Fig. 1 shows a displacement ellipsoid plot of compound (I) with the atom-labelling scheme. Atom Cu1 lies on a crystallographic inversion centre and is six-coordinate: it is chelated by atoms N3 and O4 of two bidentate 3-amionoflavone ligands and by two perchlorate anions. The 3-amionoflavone ligands are bound to the CuII centre in a mutually trans fashion. As a result of chelation, two inversion-related five-membered rings are formed [Cu1/N3/C3/C4/O4 and Cu1/N3i/C3i/C4i/O4i; symmetry code: (i) 1 + x, y, z Please check added text] which, together with the benzopyran systems, generate the main equatorial plane of the molecule.

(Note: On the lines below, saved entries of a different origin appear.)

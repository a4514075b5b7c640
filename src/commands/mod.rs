use clap::Args;

use youtools::cancel::CancelFlag;
use youtools::config::{self, CliFlags, OptionKey, OverrideSet};

pub type CmdResult<T> = youtools::Result<(T, i32)>;

pub(crate) struct GlobalArgs {
    pub cancel: CancelFlag,
}

/// Option flags shared by `init` and `add`.
///
/// Every flag is optional so that typed flags can be told apart from
/// defaults. Boolean flags take `--flag <bool>` or `--flag=<bool>`; a bare
/// `--flag` with no value after it means true. A token after a boolean flag
/// is always read as its value, so `--overwrite debounce` is a usage error
/// rather than a silent `true` plus a utility name.
#[derive(Args, Default, Debug)]
pub struct OptionFlags {
    /// Use TypeScript (tsconfig.json should exist in the project) [default: true]
    #[arg(
        short = 't',
        long,
        value_name = "BOOL",
        num_args = 0..=1,
        default_missing_value = "true",
        value_parser = parse_bool_flag
    )]
    pub typescript: Option<bool>,

    /// Overwrite existing files [default: false]
    #[arg(
        short = 'o',
        long,
        value_name = "BOOL",
        num_args = 0..=1,
        default_missing_value = "true",
        value_parser = parse_bool_flag
    )]
    pub overwrite: Option<bool>,

    /// Append to the utils index file [default: true]
    #[arg(
        short = 'a',
        long = "appendToIndex",
        visible_alias = "append-to-index",
        value_name = "BOOL",
        num_args = 0..=1,
        default_missing_value = "true",
        value_parser = parse_bool_flag
    )]
    pub append_to_index: Option<bool>,

    /// The path to add the utils to [default: lib/utils]
    #[arg(short = 'p', long, value_name = "PATH")]
    pub path: Option<String>,

    /// Mute progress output [default: false]
    #[arg(
        short = 's',
        long,
        value_name = "BOOL",
        num_args = 0..=1,
        default_missing_value = "true",
        value_parser = parse_bool_flag
    )]
    pub silent: Option<bool>,
}

impl OptionFlags {
    /// Keys the user typed on this invocation.
    pub fn overrides(&self) -> OverrideSet {
        let typed = [
            (OptionKey::Typescript, self.typescript.is_some()),
            (OptionKey::Overwrite, self.overwrite.is_some()),
            (OptionKey::AppendToIndex, self.append_to_index.is_some()),
            (OptionKey::Path, self.path.is_some()),
            (OptionKey::Silent, self.silent.is_some()),
        ];
        typed
            .into_iter()
            .filter_map(|(key, present)| present.then_some(key))
            .collect()
    }

    /// Flag values with defaults filled in for anything not typed.
    pub fn to_cli_flags(&self) -> CliFlags {
        let defaults = CliFlags::default();
        CliFlags {
            typescript: self.typescript.unwrap_or(defaults.typescript),
            overwrite: self.overwrite.unwrap_or(defaults.overwrite),
            append_to_index: self.append_to_index.unwrap_or(defaults.append_to_index),
            path: self.path.clone(),
            silent: self.silent.unwrap_or(defaults.silent),
        }
    }
}

fn parse_bool_flag(value: &str) -> Result<bool, String> {
    config::parse_bool(value).ok_or_else(|| format!("expected a boolean (true/false), got '{}'", value))
}

pub mod add;
pub mod init;

/// Dispatch a command to its handler and map result to JSON.
macro_rules! dispatch {
    ($args:expr, $module:ident) => {
        crate::output::map_cmd_result_to_json($module::run_json($args))
    };
    ($args:expr, $global:expr, $module:ident) => {
        crate::output::map_cmd_result_to_json($module::run($args, $global))
    };
}

pub(crate) fn run_json(
    command: crate::Commands,
    global: &GlobalArgs,
) -> (youtools::Result<serde_json::Value>, i32) {
    match command {
        crate::Commands::Init(args) => dispatch!(args, init),
        crate::Commands::Add(args) => dispatch!(args, global, add),
    }
}

#[cfg(test)]
mod tests {
    use super::*;
    use clap::Parser;

    #[derive(Parser)]
    struct Harness {
        #[command(flatten)]
        options: OptionFlags,
        names: Vec<String>,
    }

    fn parse(args: &[&str]) -> Harness {
        Harness::try_parse_from(std::iter::once("youtools").chain(args.iter().copied())).unwrap()
    }

    #[test]
    fn untyped_flags_are_not_overrides() {
        let harness = parse(&["debounce"]);
        assert!(harness.options.overrides().is_empty());
        assert_eq!(harness.options.to_cli_flags(), CliFlags::default());
    }

    #[test]
    fn typed_default_values_still_count_as_overrides() {
        let harness = parse(&["--overwrite=false", "--path=lib/utils", "debounce"]);
        let overrides = harness.options.overrides();

        assert!(overrides.contains(OptionKey::Overwrite));
        assert!(overrides.contains(OptionKey::Path));
        assert!(!overrides.contains(OptionKey::Typescript));
        assert!(!harness.options.to_cli_flags().overwrite);
        assert_eq!(harness.names, vec!["debounce".to_string()]);
    }

    #[test]
    fn space_separated_bool_is_the_flag_value() {
        let harness = parse(&["debounce", "--overwrite", "false"]);

        assert!(!harness.options.to_cli_flags().overwrite);
        assert!(harness.options.overrides().contains(OptionKey::Overwrite));
        assert_eq!(harness.names, vec!["debounce".to_string()]);
    }

    #[test]
    fn short_flags_take_space_separated_values() {
        let harness = parse(&["-t", "no", "-s", "true", "debounce", "capitalize"]);
        let flags = harness.options.to_cli_flags();

        assert!(!flags.typescript);
        assert!(flags.silent);
        assert_eq!(
            harness.names,
            vec!["debounce".to_string(), "capitalize".to_string()]
        );
    }

    #[test]
    fn trailing_bare_flag_means_true() {
        let harness = parse(&["debounce", "--silent", "-o"]);
        let flags = harness.options.to_cli_flags();

        assert!(flags.silent);
        assert!(flags.overwrite);
        assert_eq!(harness.names, vec!["debounce".to_string()]);
    }

    #[test]
    fn bare_flag_before_next_flag_means_true() {
        let harness = parse(&["--silent", "--path", "src/helpers", "debounce"]);

        assert!(harness.options.to_cli_flags().silent);
        assert_eq!(harness.options.path.as_deref(), Some("src/helpers"));
        assert_eq!(harness.names, vec!["debounce".to_string()]);
    }

    #[test]
    fn name_after_bool_flag_is_rejected_not_swallowed() {
        for args in [["--overwrite", "debounce"], ["-s", "debounce"]] {
            let result = Harness::try_parse_from(std::iter::once("youtools").chain(args));
            assert!(result.is_err(), "{:?}", args);
        }
    }

    #[test]
    fn camel_case_append_flag_is_accepted() {
        let harness = parse(&["--appendToIndex=false", "x"]);
        assert!(!harness.options.to_cli_flags().append_to_index);
        assert!(harness.options.overrides().contains(OptionKey::AppendToIndex));
    }

    #[test]
    fn invalid_bool_is_a_usage_error() {
        let result = Harness::try_parse_from(["youtools", "--typescript=perhaps"]);
        assert!(result.is_err());
    }
}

The geometric parameters around atom Cu1 (Table 1) indicate a significant deformation from octahedral geometry towards a tetragonal bipyramid, in which the two perchlorate atoms O11 and O11i occupy the apical positions.
The phenyl substituents defined by atoms C11–C16 and C11i–C16i lie out of the equatorial plane defined by atoms Cu1, O4, N3, O1 and C2–C10 and the symmetry-related atoms of the same molecule. The dihedral angle between this plane and least-squares phenyl plane is 39.6 (1)°.
The protonated atom N3 of the amino group is hydrogen bonded to the O atoms of the two perchlorate anions, leading to the formation of one intramolecular and one intermolecular interaction. As a result of the N3—H31···O14 hydrogen bond (Fig. 2, Table 2), there is an intramolecular S(6) ring motif (Etter et al., 1990). This interaction plays an important role in stabilizing the orientation of the apical perchlorate anions.
The effects of the intermolecular hydrogen-bonding network are more complex. N3—H32···O11 hydrogen bonds connect molecules related by translation along the a axis of the unit cell, forming a chain motif with graph-set symbol C(4) and an R22(8) ring pattern. When both types of hydrogen bonds are considered, the complete notation is C(4)[S(6)][R22(8)].
The variations in bond length for the perchlorate anion are worth mentioning. The longest, at 1.456 (2) Å, is for Cl—O11, corresponding to the O atom which is involved in coordination to the metal centre. Of the remaining three Cl—O bonds, the longest is Cl1—O14 [1.440 (2) Å], where atom O14 participates in the intramolecular hydrogen bond. These obserations are consistent with bond valence (BV) number rules, namely that covalent bonds become longer when atoms are involved in intermolecular interactions (Grabowski, 2004). In comparison, the two shortest Cl—O distances (Cl1—O12 and Cl1—O13) are the same length within one s.u.